Freilich, die mittlerweile gängige Praxis, Literatur in Leichte Sprache zu „übersetzen“, bedeutet den Todesstoß der Literatur. Literatur lebt von Bedeutungsebenen und Nuancen, hier jedoch wird nur hemmungslos vereinfacht und reduziert. Der Literat, der Dichter wird entmündigt und abgeschafft. Stark vereinfachte Sprache ginge dann freilich bald mit einem stark vereinfachten Denken einher. Doch schon in seinen Geständnissen attestierte Heinrich Heine: „Seine Majestät das Volk ist (…) nicht sehr intelligent (…), es ist (…) bestialisch dumm.“ Romantisch seine Hoffnung: „Und wenn jeder im Volke in den Stand gesetzt ist, sich alle beliebigen Kenntnisse zu erwerben, werdet ihr bald auch ein intelligentes Volk sehen.“
Kants Einsicht jedenfalls besteht weiterhin fort:
„Faulheit und Feigheit sind die Ursachen, warum ein so großer Teil der Menschen, nachdem sie die Natur von fremder Leitung frei gesprochen, dennoch gerne zeitlebens unmündig bleiben; und warum es Anderen so leicht wird, sich zu deren Vormündern aufzuwerfen.“
Es nimmt dann auch keinesfalls wunder, „daß eine große Mehrzahl die Freiheit nicht will, ja daß sie Furcht vor ihr hat“, wie Ernst Jünger festhielt und hinzufügte: „Frei muß man sein, um es zu werden.“ Noch also bleibt die alte Prophetie trotz aller Widrigkeiten in Geltung: „(D)es vielen Büchermachens ist kein Ende.“ Und sind dann „auch einige Themen (…) sehr sensibel (…) Entscheiden Sie selbst, ob Sie diese Seiten lesen möchten“. — Wie aber wäre es, erinnerten sich Verleger und Autoren der Freiheit der Literatur?

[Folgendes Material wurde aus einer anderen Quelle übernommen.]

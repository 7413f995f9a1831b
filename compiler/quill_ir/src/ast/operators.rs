//! Binary and unary operators.

/// Binary operators.
#[derive(Copy, Clone, Eq, PartialEq, Hash, Debug)]
pub enum BinaryOp {
    // Multiplicative
    Mul,
    Div,
    Mod,

    // Additive
    Add,
    Sub,

    // Comparison
    Eq,
    NotEq,
    Lt,
    LtEq,
    Gt,
    GtEq,

    // Logical (eager, no short-circuit)
    And,
    Or,

    // Null-coalescing
    Coalesce,
}

impl BinaryOp {
    /// Returns the source-level symbol for this operator.
    ///
    /// Used in error messages to show the exact operator that failed.
    pub const fn as_symbol(self) -> &'static str {
        match self {
            Self::Mul => "*",
            Self::Div => "/",
            Self::Mod => "%",
            Self::Add => "+",
            Self::Sub => "-",
            Self::Eq => "==",
            Self::NotEq => "!=",
            Self::Lt => "<",
            Self::LtEq => "<=",
            Self::Gt => ">",
            Self::GtEq => ">=",
            Self::And => "and",
            Self::Or => "or",
            Self::Coalesce => "??",
        }
    }
}

/// Unary operators.
#[derive(Copy, Clone, Eq, PartialEq, Hash, Debug)]
pub enum UnaryOp {
    Neg,
    Not,
}

impl UnaryOp {
    /// Returns the source-level symbol for this operator.
    pub const fn as_symbol(self) -> &'static str {
        match self {
            Self::Neg => "-",
            Self::Not => "not",
        }
    }
}
//! Arena allocation for the flat AST.
//!
//! All nodes live in contiguous vectors owned by [`Ast`]; cross-node
//! references are `u32` indices and (start, len) ranges, so a whole parse
//! tree deallocates in bulk and walking it stays cache-friendly.

use std::fmt;

use crate::ast::{Expr, Param, Stmt};
use crate::{ExprId, ExprRange, ParamRange, StmtId, StmtRange};

/// Contiguous storage for all nodes of one parsed program.
#[derive(Clone, Default)]
pub struct Ast {
    /// All expressions (indexed by `ExprId`).
    exprs: Vec<Expr>,

    /// All statements (indexed by `StmtId`).
    stmts: Vec<Stmt>,

    /// Flattened expression lists (for call arguments).
    expr_lists: Vec<ExprId>,

    /// Flattened statement lists (for program/block/function bodies).
    stmt_lists: Vec<StmtId>,

    /// All function parameters.
    params: Vec<Param>,
}

impl Ast {
    /// Create a new empty arena.
    pub fn new() -> Self {
        Self::default()
    }

    /// Allocate an expression, returning its id.
    #[inline]
    pub fn alloc_expr(&mut self, expr: Expr) -> ExprId {
        let id = ExprId::new(self.exprs.len() as u32);
        self.exprs.push(expr);
        id
    }

    /// Get an expression by id.
    ///
    /// # Panics
    /// Panics if `id` is out of bounds.
    #[inline]
    #[track_caller]
    pub fn get_expr(&self, id: ExprId) -> &Expr {
        &self.exprs[id.index()]
    }

    /// Allocate a statement, returning its id.
    #[inline]
    pub fn alloc_stmt(&mut self, stmt: Stmt) -> StmtId {
        let id = StmtId::new(self.stmts.len() as u32);
        self.stmts.push(stmt);
        id
    }

    /// Get a statement by id.
    ///
    /// # Panics
    /// Panics if `id` is out of bounds.
    #[inline]
    #[track_caller]
    pub fn get_stmt(&self, id: StmtId) -> &Stmt {
        &self.stmts[id.index()]
    }

    /// Allocate an expression list, returning its range.
    pub fn alloc_expr_list(&mut self, exprs: impl IntoIterator<Item = ExprId>) -> ExprRange {
        let start = self.expr_lists.len() as u32;
        self.expr_lists.extend(exprs);
        let len = (self.expr_lists.len() as u32 - start) as u16;
        ExprRange::new(start, len)
    }

    /// Get an expression list by range.
    #[inline]
    pub fn get_expr_list(&self, range: ExprRange) -> &[ExprId] {
        let start = range.start as usize;
        &self.expr_lists[start..start + range.len()]
    }

    /// Allocate a statement list, returning its range.
    pub fn alloc_stmt_list(&mut self, stmts: impl IntoIterator<Item = StmtId>) -> StmtRange {
        let start = self.stmt_lists.len() as u32;
        self.stmt_lists.extend(stmts);
        let len = (self.stmt_lists.len() as u32 - start) as u16;
        StmtRange::new(start, len)
    }

    /// Get a statement list by range.
    #[inline]
    pub fn get_stmt_list(&self, range: StmtRange) -> &[StmtId] {
        let start = range.start as usize;
        &self.stmt_lists[start..start + range.len()]
    }

    /// Allocate a parameter list, returning its range.
    pub fn alloc_params(&mut self, params: impl IntoIterator<Item = Param>) -> ParamRange {
        let start = self.params.len() as u32;
        self.params.extend(params);
        let len = (self.params.len() as u32 - start) as u16;
        ParamRange::new(start, len)
    }

    /// Get parameters by range.
    #[inline]
    pub fn get_params(&self, range: ParamRange) -> &[Param] {
        let start = range.start as usize;
        &self.params[start..start + range.len()]
    }

    /// Number of expressions in the arena.
    #[inline]
    pub fn expr_count(&self) -> usize {
        self.exprs.len()
    }

    /// Check if the arena is empty.
    pub fn is_empty(&self) -> bool {
        self.exprs.is_empty() && self.stmts.is_empty()
    }
}

impl fmt::Debug for Ast {
    fn fmt(&self, f: &mut fmt::Formatter<'_>) -> fmt::Result {
        write!(
            f,
            "Ast {{ {} exprs, {} stmts, {} params }}",
            self.exprs.len(),
            self.stmts.len(),
            self.params.len()
        )
    }
}

/// A parsed program: the root statement list of one script.
#[derive(Copy, Clone, PartialEq, Eq, Debug)]
pub struct Program {
    pub body: StmtRange,
}

impl Program {
    /// Create a program from its root statement list.
    pub fn new(body: StmtRange) -> Self {
        Program { body }
    }
}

Doch längst wird, wie es der Autor und Verleger André Schiffrin ausdrückt, das gewaltige Geschäft des Büchermachens beherrscht von „Verlagen ohne Verleger“. Schwächelt gar der Prophet aus dem Buche Kohelet doch nicht, wenn er ausruft: „Vollkommen sinnlos (…) vollkommen sinnlos! Alles ist sinnlos!“ und es in der Übersetzung Martin Luthers heißt: „Es ist alles ganz eitel (…) es ist alles ganz eitel“?